Ahora sólo toca esperar que pronto sobrevenga el septiembre protector, que los cantantes de pelambre hirsuta y letras cultas hibernen hasta el año próximo, que las celebraciones cívicas se tornen cívicas y silenciosas, que los escritores de nombre oscuro y pluma negra permanezcan en sus grutas, que se “agoste” de una vez por todas la “cultura” del tinto de verano.
De los alimentos intelectuales ni les hablo. En los meses estivales la música normal –clásica o moderna, para cerebros medianamente neuronados- cede paso a las “canciones del verano”. En este año, sugerentes títulos como “Gasolina”, “Chupa chupa”, “Paquito el Chocolatero” o “Zapatillas” están haciendo el agosto. Casi nada. Los suplementos culturales de algunos medios de prensa no quieren quedarse atrás, y ofrecen monográficos sobre los libros que deben ser consumidos en verano para no fatigar más nuestros ya cansados intelectos: libros de cocina e infectos novelones. A ello hay que sumar la aparición de reportajes especiales de innegable interés sobre, por ejemplo, las desinhibidas costumbres sexuales de los españoles que el calor potencia.
¿Y qué decir del ruido? Nuestra ciudad no figura, desde luego, entre las integrantes de la Ruta Europea del Silencio. El verano es la estación de los vociferantes, igual da de alto o bajo “standing”; también lo es de los moteros desmelenados que, deseurados y desneuronados, rompen el escape de su vespa y la calma de nuestras noches.
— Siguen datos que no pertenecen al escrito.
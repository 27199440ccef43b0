//! Assertion macros for testing hoardrisk operations.
//!
//! - [`crate::assert_result_err!`] - Assert Result is Err and extract error
//! - [`crate::assert_contains_error!`] - Assert error message contains pattern
//! - [`crate::assert_error_code!`] - Assert a failed operation's `Error::code()`
//! - [`crate::assert_tier!`] - Assert the tier `classify` produces
//!
//! # Example
//!
//! ```rust
//! use hoardrisk::{assert_error_code, assert_tier};
//! use hoardrisk::core::{Error, StoreError};
//! use hoardrisk::scoring::RiskTier;
//!
//! let result: Result<(), Error> = Err(Error::store_read(
//!     "Avaliacoes",
//!     StoreError::Unavailable("connection reset".to_string()),
//! ));
//! let err = assert_error_code!(result, "E001");
//! assert!(err.to_string().contains("connection reset"));
//!
//! assert_tier!(20, true => RiskTier::Grave);
//! ```

/// Assert that a Result is Err and extract the error.
#[macro_export]
macro_rules! assert_result_err {
    ($result:expr) => {
        match $result {
            Ok(value) => panic!(
                "Expected Err, got Ok: {:?}\n  at {}:{}:{}",
                value,
                file!(),
                line!(),
                column!()
            ),
            Err(e) => e,
        }
    };
}

/// Assert that an error's Display output contains a pattern.
#[macro_export]
macro_rules! assert_contains_error {
    ($result:expr, $pattern:expr) => {{
        let err = $crate::assert_result_err!($result);
        let err_str = err.to_string();
        assert!(
            err_str.contains($pattern),
            "Error '{}' does not contain '{}'\n  at {}:{}:{}",
            err_str,
            $pattern,
            file!(),
            line!(),
            column!()
        );
        err
    }};
}

/// Assert that an operation failed with the given stable error code.
#[macro_export]
macro_rules! assert_error_code {
    ($result:expr, $code:expr) => {{
        let err: $crate::core::Error = $crate::assert_result_err!($result);
        assert_eq!(
            err.code(),
            $code,
            "Error '{}' has code {}, expected {}\n  at {}:{}:{}",
            err,
            err.code(),
            $code,
            file!(),
            line!(),
            column!()
        );
        err
    }};
}

/// Assert the tier assigned to `(total, has_critical)`.
#[macro_export]
macro_rules! assert_tier {
    ($total:expr, $critical:expr => $tier:expr) => {{
        let got = $crate::scoring::classify($total, $critical).tier;
        assert_eq!(
            got, $tier,
            "classify({}, {}) gave {:?}, expected {:?}",
            $total, $critical, got, $tier
        );
    }};
}
use crate::config::CONFIG_FILE_NAME;
use anyhow::{Context, Result};
use std::path::{Path, PathBuf};

const DEFAULT_CONFIG: &str = r#"# Hoardrisk Configuration

[store]
# Workbook file; relative paths resolve against this file's directory
path = "avaliacoes.json"
worksheet = "Avaliacoes_Acumulacao1"
# Seconds a worksheet read may be reused before reloading
cache_ttl_secs = 300

[form]
# "basic" or "detailed" (adds the vector/animal columns)
layout = "basic"
clear_after_save = true
timestamp_format = "%Y-%m-%d %H:%M:%S"
"#;

/// Write the default configuration into `dir`. Returns the file written.
pub fn init_config(dir: &Path, force: bool) -> Result<PathBuf> {
    let config_path = dir.join(CONFIG_FILE_NAME);

    if config_path.exists() && !force {
        anyhow::bail!("Configuration file already exists. Use --force to overwrite.");
    }

    std::fs::write(&config_path, DEFAULT_CONFIG)
        .with_context(|| format!("Failed to write {}", config_path.display()))?;
    log::info!("Created {}", config_path.display());

    Ok(config_path)
}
Nuestras playas se degradan con los gritos y desperdicios de una nueva y temible generación de invasores: los barbacoantes; al tiempo que retorna a las plazas gaditanas el sonoro espectáculo de la cabra equilibrista. Las diversiones veraniegas anuncian a golpe de decibelios el más selecto ocio local. En la Edad Media ocurría ya algo similar. Frente al silencio edificante de los monasterios y centros de cultura, la chabacanería dominante se prodigaba a voz en grito por doquier, en la estridencia generalizada del paisanaje ineducado y maloliente, en los aullidos desaforados de los saltimbanquis, en el estruendo de los circos ambulantes, en el fragor, en definitiva, de las actividades lúdico-festivas de consumo habitual. En aquel entonces el silencio era obstinado parapeto, una reacción tenaz y sólida que actuaba como marca distintiva frente a la canalla; por la actitud silente se reconocía al Hombre acreedor de tal denominación. En la modernidad Schopenhauer lo ha sentenciado con su acidez habitual: “la cantidad de ruido que uno puede soportar sin que le moleste está en proporción inversa a su capacidad mental". Pues eso.
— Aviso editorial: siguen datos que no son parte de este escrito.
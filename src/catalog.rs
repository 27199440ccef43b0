//! Static option catalog for the assessment form.
//!
//! Each category has a title and exactly five ordered option labels. The
//! label for a given answer is found by indexing with the score itself, so
//! `options(key)[score]` is always the text the field worker picked.

use crate::core::{CategoryKey, CategoryScore, CATEGORY_COUNT};

/// Display metadata for one category selector.
#[derive(Debug, Clone, Copy, PartialEq, Eq)]
pub struct CategoryEntry {
    pub key: CategoryKey,
    pub title: &'static str,
    pub options: [&'static str; 5],
}

pub static CATALOG: [CategoryEntry; CATEGORY_COUNT] = [
    CategoryEntry {
        key: CategoryKey::Structural,
        title: "CONDIÇÃO ESTRUTURAL",
        options: [
            "0 – Estrutura íntegra",
            "1 – Trincas leves",
            "2 – Infiltração moderada",
            "3 – Risco elétrico",
            "4 – Risco iminente",
        ],
    },
    CategoryEntry {
        key: CategoryKey::Sanitary,
        title: "RISCO SANITÁRIO / HIGIÊNICO",
        options: [
            "0 – Ambiente limpo",
            "1 – Lixo leve",
            "2 – Lixo moderado",
            "3 – Lixo putrefato",
            "4 – Infestação grave",
        ],
    },
    CategoryEntry {
        key: CategoryKey::Animals,
        title: "ACÚMULO DE ANIMAIS",
        options: [
            "0 – Quantidade adequada",
            "1 – Leve desorganização",
            "2 – Número acima do suportado",
            "3 – Maus-tratos",
            "4 – Acumulação severa",
        ],
    },
    CategoryEntry {
        key: CategoryKey::Obstruction,
        title: "USO DO ESPAÇO / OBSTRUÇÃO",
        options: [
            "0 – Todos funcionais",
            "1 – Bagunça leve",
            "2 – 1–2 cômodos inutilizados",
            "3 – Casa inacessível",
            "4 – Saídas bloqueadas",
        ],
    },
    CategoryEntry {
        key: CategoryKey::Psychosocial,
        title: "VULNERABILIDADE PSICOSSOCIAL",
        options: [
            "0 – Autonomia preservada",
            "1 – Isolamento leve",
            "2 – Sem rede de apoio",
            "3 – Autoabandono",
            "4 – Incapacidade grave",
        ],
    },
];

pub fn entry(key: CategoryKey) -> &'static CategoryEntry {
    &CATALOG[key.index()]
}

pub fn options(key: CategoryKey) -> &'static [&'static str; 5] {
    &entry(key).options
}

/// Label of the option matching `score` for `key`.
pub fn option_label(key: CategoryKey, score: CategoryScore) -> &'static str {
    options(key)[usize::from(score.value())]
}

#[cfg(test)]
mod tests {
    use super::*;

    #[test]
    fn test_catalog_follows_category_order() {
        for (entry, key) in CATALOG.iter().zip(CategoryKey::ALL) {
            assert_eq!(entry.key, key);
        }
    }

    #[test]
    fn test_option_labels_are_prefixed_by_their_score() {
        for key in CategoryKey::ALL {
            for value in 0..=4u8 {
                let score = CategoryScore::new(key, value).unwrap();
                assert!(option_label(key, score).starts_with(&format!("{value} –")));
            }
        }
    }

    #[test]
    fn test_lookup_by_key() {
        assert_eq!(entry(CategoryKey::Animals).title, "ACÚMULO DE ANIMAIS");
        assert_eq!(
            option_label(CategoryKey::Obstruction, CategoryScore::MAX),
            "4 – Saídas bloqueadas"
        );
    }
}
Y por si esto fuera poco, resulta que acaban de redimir a Dan Brown de la acusación de plagio que pesaba sobre él. Ahora que el estío empezaba a ponerse interesante, nos lo chafan con una sentencia absolutoria veraniega: parece que las similitudes entre la discutible genialidad de Lewis Perdue (que por su apellido ya tenía el caso perdido de antemano) y el copieteo de Brown afectan sólo “al nivel de ideas accesibles a todo el mundo”. Algo que no entiendo muy bien. Será que soy de Letras.
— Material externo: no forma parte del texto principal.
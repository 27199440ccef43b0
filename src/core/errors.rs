//! Shared error types for the application

use crate::core::CategoryKey;
use std::path::PathBuf;
use thiserror::Error;

/// Failures raised by a tabular store backend.
#[derive(Debug, Error)]
pub enum StoreError {
    /// File system failure while reading or writing the workbook
    #[error("I/O error on {path}: {source}")]
    Io {
        path: PathBuf,
        #[source]
        source: std::io::Error,
    },

    /// Workbook exists but cannot be decoded
    #[error("Malformed workbook {path}: {source}")]
    Malformed {
        path: PathBuf,
        #[source]
        source: serde_json::Error,
    },

    /// A row holds more cells than the header names
    #[error("Row {row} of {path} has {cells} cells but the header has {columns} columns")]
    RowTooWide {
        path: PathBuf,
        row: usize,
        cells: usize,
        columns: usize,
    },

    /// The workbook could not be encoded for writing
    #[error("Failed to encode workbook {path}: {source}")]
    Encode {
        path: PathBuf,
        #[source]
        source: serde_json::Error,
    },

    /// Backend refused or could not be reached
    #[error("Store unavailable: {0}")]
    Unavailable(String),
}

impl StoreError {
    pub fn io(path: impl Into<PathBuf>, source: std::io::Error) -> Self {
        Self::Io {
            path: path.into(),
            source,
        }
    }

    pub fn malformed(path: impl Into<PathBuf>, source: serde_json::Error) -> Self {
        Self::Malformed {
            path: path.into(),
            source,
        }
    }

    pub fn encode(path: impl Into<PathBuf>, source: serde_json::Error) -> Self {
        Self::Encode {
            path: path.into(),
            source,
        }
    }
}

/// Input problems that block a submission before the store is touched.
#[derive(Debug, Clone, PartialEq, Eq, Error)]
pub enum ValidationError {
    #[error("Resident name is required")]
    MissingResidentName,

    #[error("Score {value} for {category} is outside 0..=4")]
    ScoreOutOfRange { category: CategoryKey, value: u8 },

    #[error("Expected {expected} category scores, got {actual}")]
    WrongScoreCount { expected: usize, actual: usize },

    #[error("Timestamp pattern '{0}' cannot be rendered")]
    TimestampFormat(String),
}

/// Main error type for hoardrisk operations
#[derive(Debug, Error)]
pub enum Error {
    /// Submission rejected by input validation
    #[error("Validation error: {0}")]
    Validation(#[from] ValidationError),

    /// The current dataset could not be loaded
    #[error("Failed to read worksheet '{sheet}': {source}")]
    StoreRead {
        sheet: String,
        #[source]
        source: StoreError,
    },

    /// The combined dataset could not be written back
    #[error("Failed to write worksheet '{sheet}': {source}")]
    StoreWrite {
        sheet: String,
        #[source]
        source: StoreError,
    },

    /// Configuration errors
    #[error("Configuration error: {0}")]
    Configuration(String),

    /// IO errors
    #[error(transparent)]
    Io(#[from] std::io::Error),

    /// JSON errors
    #[error(transparent)]
    Json(#[from] serde_json::Error),
}

impl Error {
    pub fn store_read(sheet: impl Into<String>, source: StoreError) -> Self {
        Self::StoreRead {
            sheet: sheet.into(),
            source,
        }
    }

    pub fn store_write(sheet: impl Into<String>, source: StoreError) -> Self {
        Self::StoreWrite {
            sheet: sheet.into(),
            source,
        }
    }

    /// Stable error code for programmatic handling.
    ///
    /// - E001-E009: store errors
    /// - E020-E029: configuration errors
    /// - E050-E059: validation errors
    #[must_use]
    pub fn code(&self) -> &'static str {
        match self {
            Self::StoreRead { .. } => "E001",
            Self::StoreWrite { .. } => "E002",
            Self::Io(_) => "E009",
            Self::Json(_) => "E009",
            Self::Configuration(_) => "E020",
            Self::Validation(ValidationError::MissingResidentName) => "E050",
            Self::Validation(ValidationError::ScoreOutOfRange { .. }) => "E051",
            Self::Validation(ValidationError::WrongScoreCount { .. }) => "E052",
            Self::Validation(ValidationError::TimestampFormat(_)) => "E053",
        }
    }

    /// Whether the person filling in the form can fix this by editing input.
    pub fn is_user_fixable(&self) -> bool {
        matches!(self, Self::Validation(_) | Self::Configuration(_))
    }
}

/// Result type alias using our error type
pub type Result<T> = std::result::Result<T, Error>;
Ahora sólo toca esperar que pronto sobrevenga el septiembre protector, que los cantantes de pelambre hirsuta y letras cultas hibernen hasta el año próximo, que las celebraciones cívicas se tornen cívicas y silenciosas, que los escritores de nombre oscuro y pluma negra permanezcan en sus grutas, que se “agoste” de una vez por todas la “cultura” del tinto de verano.